//! 单工具熔断器
//!
//! closed → open → half_open → closed。窗口内失败次数达到阈值即打开；冷却期内本地拒绝且不重复计数；
//! 冷却结束后只放行一次试探调用，成功则关闭并清空窗口，失败则重新打开并重置打开时间。

use std::fmt;

use chrono::{DateTime, Duration, Utc};
use serde::{Deserialize, Serialize};

#[derive(Debug, Clone, Copy, PartialEq, Eq, Default, Serialize, Deserialize)]
#[serde(rename_all = "snake_case")]
pub enum BreakerState {
    #[default]
    Closed,
    Open,
    HalfOpen,
}

impl fmt::Display for BreakerState {
    fn fmt(&self, f: &mut fmt::Formatter<'_>) -> fmt::Result {
        f.write_str(match self {
            BreakerState::Closed => "closed",
            BreakerState::Open => "open",
            BreakerState::HalfOpen => "half_open",
        })
    }
}

#[derive(Debug, Clone, Copy)]
pub struct BreakerConfig {
    /// 窗口内失败多少次打开
    pub threshold: usize,
    pub window: Duration,
    pub cooldown: Duration,
}

impl Default for BreakerConfig {
    fn default() -> Self {
        Self {
            threshold: 3,
            window: Duration::seconds(60),
            cooldown: Duration::seconds(30),
        }
    }
}

/// 预检结果
#[derive(Debug, Clone, Copy, PartialEq, Eq)]
pub enum Admission {
    /// closed：正常放行
    Allow,
    /// 冷却结束后的唯一一次试探
    Trial,
    /// 本地拒绝，不发起网络请求
    Reject,
}

#[derive(Debug, Clone, Default, PartialEq, Serialize, Deserialize)]
pub struct Breaker {
    /// 窗口内的失败时间戳
    pub failures: Vec<DateTime<Utc>>,
    pub state: BreakerState,
    pub opened_at: Option<DateTime<Utc>>,
}

impl Breaker {
    pub fn admit(&mut self, now: DateTime<Utc>, cfg: &BreakerConfig) -> Admission {
        match self.state {
            BreakerState::Closed => Admission::Allow,
            // 试探仍在进行中，其余调用一律拒绝
            BreakerState::HalfOpen => Admission::Reject,
            BreakerState::Open => {
                let cooled = self
                    .opened_at
                    .map(|at| now - at >= cfg.cooldown)
                    .unwrap_or(true);
                if cooled {
                    self.state = BreakerState::HalfOpen;
                    Admission::Trial
                } else {
                    Admission::Reject
                }
            }
        }
    }

    pub fn record_failure(&mut self, now: DateTime<Utc>, cfg: &BreakerConfig) -> BreakerState {
        self.failures.retain(|t| now - *t <= cfg.window);
        self.failures.push(now);
        match self.state {
            BreakerState::HalfOpen => {
                self.state = BreakerState::Open;
                self.opened_at = Some(now);
            }
            BreakerState::Closed if self.failures.len() >= cfg.threshold => {
                self.state = BreakerState::Open;
                self.opened_at = Some(now);
            }
            _ => {}
        }
        self.state
    }

    pub fn record_success(&mut self) -> BreakerState {
        self.failures.clear();
        self.state = BreakerState::Closed;
        self.opened_at = None;
        self.state
    }

    /// 试探调用被中途丢弃：按失败处理，重新进入冷却
    pub fn abandon_trial(&mut self, now: DateTime<Utc>) {
        if self.state == BreakerState::HalfOpen {
            self.state = BreakerState::Open;
            self.opened_at = Some(now);
        }
    }

    /// 从持久化状态恢复时，上个进程遗留的 half_open 没有在途试探，退回 open
    pub fn settle_after_load(&mut self) {
        if self.state == BreakerState::HalfOpen {
            self.state = BreakerState::Open;
        }
    }
}

#[cfg(test)]
mod tests {
    use super::*;

    fn t0() -> DateTime<Utc> {
        DateTime::parse_from_rfc3339("2026-01-01T00:00:00Z")
            .unwrap()
            .with_timezone(&Utc)
    }

    #[test]
    fn test_opens_at_threshold() {
        let cfg = BreakerConfig::default();
        let mut b = Breaker::default();
        assert_eq!(b.record_failure(t0(), &cfg), BreakerState::Closed);
        assert_eq!(b.record_failure(t0(), &cfg), BreakerState::Closed);
        assert_eq!(b.record_failure(t0(), &cfg), BreakerState::Open);
        assert_eq!(b.opened_at, Some(t0()));
        assert_eq!(b.admit(t0() + Duration::seconds(29), &cfg), Admission::Reject);
    }

    #[test]
    fn test_failures_outside_window_do_not_count() {
        let cfg = BreakerConfig::default();
        let mut b = Breaker::default();
        b.record_failure(t0(), &cfg);
        b.record_failure(t0() + Duration::seconds(10), &cfg);
        let state = b.record_failure(t0() + Duration::seconds(61), &cfg);
        assert_eq!(state, BreakerState::Closed);
        assert_eq!(b.failures.len(), 2);
    }

    #[test]
    fn test_single_trial_after_cooldown() {
        let cfg = BreakerConfig::default();
        let mut b = Breaker::default();
        for _ in 0..3 {
            b.record_failure(t0(), &cfg);
        }
        let later = t0() + Duration::seconds(30);
        assert_eq!(b.admit(later, &cfg), Admission::Trial);
        assert_eq!(b.state, BreakerState::HalfOpen);
        assert_eq!(b.admit(later, &cfg), Admission::Reject);
        assert_eq!(b.admit(later, &cfg), Admission::Reject);
    }

    #[test]
    fn test_trial_failure_reopens_with_new_timestamp() {
        let cfg = BreakerConfig::default();
        let mut b = Breaker::default();
        for _ in 0..3 {
            b.record_failure(t0(), &cfg);
        }
        let later = t0() + Duration::seconds(31);
        assert_eq!(b.admit(later, &cfg), Admission::Trial);
        assert_eq!(b.record_failure(later, &cfg), BreakerState::Open);
        assert_eq!(b.opened_at, Some(later));
        assert_eq!(b.admit(later + Duration::seconds(29), &cfg), Admission::Reject);
        assert_eq!(b.admit(later + Duration::seconds(30), &cfg), Admission::Trial);
    }

    #[test]
    fn test_trial_success_closes() {
        let cfg = BreakerConfig::default();
        let mut b = Breaker::default();
        for _ in 0..3 {
            b.record_failure(t0(), &cfg);
        }
        b.admit(t0() + Duration::seconds(30), &cfg);
        assert_eq!(b.record_success(), BreakerState::Closed);
        assert!(b.failures.is_empty());
        assert_eq!(b.admit(t0() + Duration::seconds(30), &cfg), Admission::Allow);
    }

    #[test]
    fn test_abandoned_trial_reopens() {
        let cfg = BreakerConfig::default();
        let mut b = Breaker {
            state: BreakerState::Open,
            opened_at: Some(t0()),
            ..Breaker::default()
        };
        let later = t0() + Duration::seconds(40);
        assert_eq!(b.admit(later, &cfg), Admission::Trial);
        b.abandon_trial(later);
        assert_eq!(b.state, BreakerState::Open);
        assert_eq!(b.opened_at, Some(later));
    }
}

==================================================

## TASK TO COMPLETE
The full set of data above must come back exactly as written.

## YOUR SOLUTION
//! 单工具熔断器
//!
//! closed → open → half_open → closed。窗口内失败次数达到阈值即打开；冷却期内本地拒绝且不重复计数；
//! 冷却结束后只放行一次试探调用，成功则关闭并清空窗口，失败则重新打开并重置打开时间。

use std::fmt;

use chrono::{DateTime, Duration, Utc};
use serde::{Deserialize, Serialize};

#[derive(Debug, Clone, Copy, PartialEq, Eq, Default, Serialize, Deserialize)]
#[serde(rename_all = "snake_case")]
pub enum BreakerState {
    #[default]
    Closed,
    Open,
    HalfOpen,
}

impl fmt::Display for BreakerState {
    fn fmt(&self, f: &mut fmt::Formatter<'_>) -> fmt::Result {
        f.write_str(match self {
            BreakerState::Closed => "closed",
            BreakerState::Open => "open",
            BreakerState::HalfOpen => "half_open",
        })
    }
}

#[derive(Debug, Clone, Copy)]
pub struct BreakerConfig {
    /// 窗口内失败多少次打开
    pub threshold: usize,
    pub window: Duration,
    pub cooldown: Duration,
}

impl Default for BreakerConfig {
    fn default() -> Self {
        Self {
            threshold: 3,
            window: Duration::seconds(60),
            cooldown: Duration::seconds(30),
        }
    }
}

/// 预检结果
#[derive(Debug, Clone, Copy, PartialEq, Eq)]
pub enum Admission {
    /// closed：正常放行
    Allow,
    /// 冷却结束后的唯一一次试探
    Trial,
    /// 本地拒绝，不发起网络请求
    Reject,
}

#[derive(Debug, Clone, Default, PartialEq, Serialize, Deserialize)]
pub struct Breaker {
    /// 窗口内的失败时间戳
    pub failures: Vec<DateTime<Utc>>,
    pub state: BreakerState,
    pub opened_at: Option<DateTime<Utc>>,
}

impl Breaker {
    pub fn admit(&mut self, now: DateTime<Utc>, cfg: &BreakerConfig) -> Admission {
        match self.state {
            BreakerState::Closed => Admission::Allow,
            // 试探仍在进行中，其余调用一律拒绝
            BreakerState::HalfOpen => Admission::Reject,
            BreakerState::Open => {
                let cooled = self
                    .opened_at
                    .map(|at| now - at >= cfg.cooldown)
                    .unwrap_or(true);
                if cooled {
                    self.state = BreakerState::HalfOpen;
                    Admission::Trial
                } else {
                    Admission::Reject
                }
            }
        }
    }

    pub fn record_failure(&mut self, now: DateTime<Utc>, cfg: &BreakerConfig) -> BreakerState {
        self.failures.retain(|t| now - *t <= cfg.window);
        self.failures.push(now);
        match self.state {
            BreakerState::HalfOpen => {
                self.state = BreakerState::Open;
                self.opened_at = Some(now);
            }
            BreakerState::Closed if self.failures.len() >= cfg.threshold => {
                self.state = BreakerState::Open;
                self.opened_at = Some(now);
            }
            _ => {}
        }
        self.state
    }

    pub fn record_success(&mut self) -> BreakerState {
        self.failures.clear();
        self.state = BreakerState::Closed;
        self.opened_at = None;
        self.state
    }

    /// 试探调用被中途丢弃：按失败处理，重新进入冷却
    pub fn abandon_trial(&mut self, now: DateTime<Utc>) {
        if self.state == BreakerState::HalfOpen {
            self.state = BreakerState::Open;
            self.opened_at = Some(now);
        }
    }

    /// 从持久化状态恢复时，上个进程遗留的 half_open 没有在途试探，退回 open
    pub fn settle_after_load(&mut self) {
        if self.state == BreakerState::HalfOpen {
            self.state = BreakerState::Open;
        }
    }
}

#[cfg(test)]
mod tests {
    use super::*;

    fn t0() -> DateTime<Utc> {
        DateTime::parse_from_rfc3339("2026-01-01T00:00:00Z")
            .unwrap()
            .with_timezone(&Utc)
    }

    #[test]
    fn test_opens_at_threshold() {
        let cfg = BreakerConfig::default();
        let mut b = Breaker::default();
        assert_eq!(b.record_failure(t0(), &cfg), BreakerState::Closed);
        assert_eq!(b.record_failure(t0(), &cfg), BreakerState::Closed);
        assert_eq!(b.record_failure(t0(), &cfg), BreakerState::Open);
        assert_eq!(b.opened_at, Some(t0()));
        assert_eq!(b.admit(t0() + Duration::seconds(29), &cfg), Admission::Reject);
    }

    #[test]
    fn test_failures_outside_window_do_not_count() {
        let cfg = BreakerConfig::default();
        let mut b = Breaker::default();
        b.record_failure(t0(), &cfg);
        b.record_failure(t0() + Duration::seconds(10), &cfg);
        let state = b.record_failure(t0() + Duration::seconds(61), &cfg);
        assert_eq!(state, BreakerState::Closed);
        assert_eq!(b.failures.len(), 2);
    }

    #[test]
    fn test_single_trial_after_cooldown() {
        let cfg = BreakerConfig::default();
        let mut b = Breaker::default();
        for _ in 0..3 {
            b.record_failure(t0(), &cfg);
        }
        let later = t0() + Duration::seconds(30);
        assert_eq!(b.admit(later, &cfg), Admission::Trial);
        assert_eq!(b.state, BreakerState::HalfOpen);
        assert_eq!(b.admit(later, &cfg), Admission::Reject);
        assert_eq!(b.admit(later, &cfg), Admission::Reject);
    }

    #[test]
    fn test_trial_failure_reopens_with_new_timestamp() {
        let cfg = BreakerConfig::default();
        let mut b = Breaker::default();
        for _ in 0..3 {
            b.record_failure(t0(), &cfg);
        }
        let later = t0() + Duration::seconds(31);
        assert_eq!(b.admit(later, &cfg), Admission::Trial);
        assert_eq!(b.record_failure(later, &cfg), BreakerState::Open);
        assert_eq!(b.opened_at, Some(later));
        assert_eq!(b.admit(later + Duration::seconds(29), &cfg), Admission::Reject);
        assert_eq!(b.admit(later + Duration::seconds(30), &cfg), Admission::Trial);
    }

    #[test]
    fn test_trial_success_closes() {
        let cfg = BreakerConfig::default();
        let mut b = Breaker::default();
        for _ in 0..3 {
            b.record_failure(t0(), &cfg);
        }
        b.admit(t0() + Duration::seconds(30), &cfg);
        assert_eq!(b.record_success(), BreakerState::Closed);
        assert!(b.failures.is_empty());
        assert_eq!(b.admit(t0() + Duration::seconds(30), &cfg), Admission::Allow);
    }

    #[test]
    fn test_abandoned_trial_reopens() {
        let cfg = BreakerConfig::default();
        let mut b = Breaker {
            state: BreakerState::Open,
            opened_at: Some(t0()),
            ..Breaker::default()
        };
        let later = t0() + Duration::seconds(40);
        assert_eq!(b.admit(later, &cfg), Admission::Trial);
        b.abandon_trial(later);
        assert_eq!(b.state, BreakerState::Open);
        assert_eq!(b.opened_at, Some(later));
    }
}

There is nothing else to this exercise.